PART 1: The TIER Framework
“Before I get into the strategy, I want to introduce a framework — because it’s going to anchor everything else I say today.”
“I call it TIER. T-I-E-R. Time. Instruction. Effort. Reps.”
“These are the four inputs that determine how good a player gets. That’s it. There’s no secret fifth ingredient. There’s no shortcut that bypasses these four things. Every player who has ever developed a high level of skill did it through some combination of these four elements.”
“Time — the total hours invested in the craft over months and years.”
“Instruction — the quality of coaching, guidance, and feedback a player receives.”
“Effort — the intensity and intentionality a player brings to every session.”
“Reps — the raw number of quality touches accumulated over time.”
“Now here’s where I’m going to say something that goes against almost everything you hear in youth soccer circles.”
“I do not believe that lack of proper instruction is the primary problem for most youth soccer players.”

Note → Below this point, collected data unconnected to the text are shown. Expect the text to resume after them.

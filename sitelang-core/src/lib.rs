//! Pure windowed language-distribution algorithm
//!
//! This crate holds the deterministic parts of site language detection:
//! accepted language tags and metadata tag parsing, the probability contract
//! for per-window classifiers, window sampling, threshold labeling and
//! aggregation into a document-level distribution. It performs no I/O and
//! does not own a classifier; see [`LanguageClassifier`].

#![warn(missing_docs)]

pub mod classifier;
pub mod distribution;
pub mod error;
pub mod label;
pub mod probabilities;
pub mod tags;
pub mod window;

pub use classifier::{
    ClassifierConfig, LanguageClassifier, SeedPolicy, TrialConfig, DEFAULT_SEED, DEFAULT_TRIALS,
};
pub use distribution::{AggregationMode, AggregationOptions, Distribution, DistributionAggregator};
pub use error::{CoreError, Result};
pub use label::{Label, WindowLabeler, DEFAULT_THRESHOLD, UNKNOWN_LABEL};
pub use probabilities::{LanguageProbabilities, MASS_TOLERANCE};
pub use tags::{parse_lang_tags, AcceptedLanguages, LanguageTag, KNOWN_LANG_TAGS};
pub use window::{
    split_words, SamplingTier, Window, WindowSampler, WindowText, DEFAULT_SAMPLE_COUNT,
    DEFAULT_WINDOW_WORDS,
};
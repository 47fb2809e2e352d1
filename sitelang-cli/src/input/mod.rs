//! Input handling module

pub mod file_reader;
pub mod glob_resolver;

pub use file_reader::FileReader;
pub use glob_resolver::resolve_patterns;
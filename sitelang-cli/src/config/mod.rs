//! Configuration file support
//!
//! An optional TOML file supplies defaults; command-line flags override it.

use crate::error::CliError;
use anyhow::{Context, Result};
use serde::{Deserialize, Serialize};
use std::fs;
use std::path::Path;

/// CLI configuration structure
#[derive(Debug, Clone, PartialEq, Deserialize, Serialize, Default)]
pub struct CliConfig {
    /// Detection configuration
    #[serde(default)]
    pub detection: DetectionConfig,

    /// Output configuration
    #[serde(default)]
    pub output: OutputConfig,

    /// Performance configuration
    #[serde(default)]
    pub performance: PerformanceConfig,
}

impl CliConfig {
    /// Load a configuration file
    pub fn load(path: &Path) -> Result<Self> {
        let raw = fs::read_to_string(path)
            .with_context(|| format!("Failed to read config file: {}", path.display()))?;
        let config: CliConfig = toml::from_str(&raw)
            .map_err(|e| CliError::ConfigError(format!("{}: {e}", path.display())))?;
        log::debug!("Loaded configuration from {}", path.display());
        Ok(config)
    }

    /// Load a file if given, defaults otherwise
    pub fn load_or_default(path: Option<&Path>) -> Result<Self> {
        match path {
            Some(path) => Self::load(path),
            None => Ok(Self::default()),
        }
    }

    /// Render as TOML
    pub fn to_toml(&self) -> Result<String> {
        toml::to_string_pretty(self).context("Failed to serialize configuration")
    }
}

/// Detection-related configuration
#[derive(Debug, Clone, PartialEq, Deserialize, Serialize)]
#[serde(default)]
pub struct DetectionConfig {
    /// Accepted language codes (empty = built-in list)
    pub languages: Vec<String>,

    /// Preset: "fast", "balanced" or "thorough"
    pub preset: String,

    /// Words per window
    pub window_words: Option<usize>,

    /// Windows sampled from long documents
    pub sample_count: Option<usize>,

    /// Probability a window's top language must exceed
    pub threshold: Option<f64>,

    /// Classifier trials per window
    pub trials: Option<usize>,

    /// Fixed classifier seed
    pub seed: Option<u64>,

    /// Use a fresh seed for every document
    pub randomized: bool,

    /// Report window counts instead of shares
    pub counts: bool,

    /// Report the unknown bucket
    pub include_unknown: bool,

    /// Build the classifier in low accuracy mode
    pub low_accuracy: bool,

    /// Remove links and e-mail addresses before detection
    pub strip_urls: bool,
}

impl Default for DetectionConfig {
    fn default() -> Self {
        Self {
            languages: Vec::new(),
            preset: "balanced".to_string(),
            window_words: None,
            sample_count: None,
            threshold: None,
            trials: None,
            seed: None,
            randomized: false,
            counts: false,
            include_unknown: true,
            low_accuracy: false,
            strip_urls: true,
        }
    }
}

/// Output-related configuration
#[derive(Debug, Clone, PartialEq, Deserialize, Serialize)]
#[serde(default)]
pub struct OutputConfig {
    /// Default output format
    pub default_format: String,

    /// Include per-window records
    pub include_windows: bool,

    /// Pretty print JSON output
    pub pretty_json: bool,
}

impl Default for OutputConfig {
    fn default() -> Self {
        Self {
            default_format: "text".to_string(),
            include_windows: false,
            pretty_json: true,
        }
    }
}

/// Performance-related configuration
#[derive(Debug, Clone, PartialEq, Deserialize, Serialize)]
#[serde(default)]
pub struct PerformanceConfig {
    /// Window execution mode: "adaptive", "sequential" or "parallel"
    pub execution_mode: String,

    /// Number of worker threads (0 = auto)
    pub worker_threads: usize,
}

impl Default for PerformanceConfig {
    fn default() -> Self {
        Self {
            execution_mode: "adaptive".to_string(),
            worker_threads: 0,
        }
    }
}

#[cfg(test)]
mod tests {
    use super::*;
    use std::io::Write;
    use tempfile::NamedTempFile;

    #[test]
    fn test_partial_file_keeps_defaults() {
        let mut file = NamedTempFile::new().unwrap();
        write!(
            file,
            r#"
[detection]
languages = ["de", "en"]
seed = 7

[output]
default_format = "json"
"#
        )
        .unwrap();

        let config = CliConfig::load(file.path()).unwrap();
        assert_eq!(config.detection.languages, vec!["de", "en"]);
        assert_eq!(config.detection.seed, Some(7));
        assert_eq!(config.detection.preset, "balanced");
        assert!(config.detection.include_unknown);
        assert!(config.detection.strip_urls);
        assert_eq!(config.output.default_format, "json");
        assert!(config.output.pretty_json);
        assert_eq!(config.performance.worker_threads, 0);
    }

    #[test]
    fn test_invalid_file() {
        let mut file = NamedTempFile::new().unwrap();
        write!(file, "[detection]\nlanguages = 5\n").unwrap();

        let err = CliConfig::load(file.path()).unwrap_err();
        assert!(err.to_string().starts_with("Configuration error:"));
    }

    #[test]
    fn test_missing_file() {
        let err = CliConfig::load(Path::new("/nonexistent/sitelang.toml")).unwrap_err();
        assert!(err.to_string().contains("Failed to read config file"));
    }

    #[test]
    fn test_toml_round_trip() {
        let config = CliConfig::default();
        let rendered = config.to_toml().unwrap();
        assert!(rendered.contains("[detection]"));
        assert!(rendered.contains("[output]"));
        let parsed: CliConfig = toml::from_str(&rendered).unwrap();
        assert_eq!(parsed, config);
    }
}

“Read that again. Most youth players in this country have access to decent coaching. They have YouTube. They have apps. They have club coaches and school coaches and training programs. Instruction is everywhere. Instruction is not the bottleneck.”
“I also do not believe that lack of quality reps is the core issue — meaning I don’t think players are doing the wrong drills. Most drills, done consistently and at volume, will produce results.”
“And I don’t believe that practicing wrong is the issue for most players. Yes, bad technique exists. Yes, it should be corrected. But the idea that players are being fundamentally ruined by imperfect individual training? I don’t buy it.”
“Here is what I believe with everything I have: the issue — by a massive margin — is lack of time and lack of reps.”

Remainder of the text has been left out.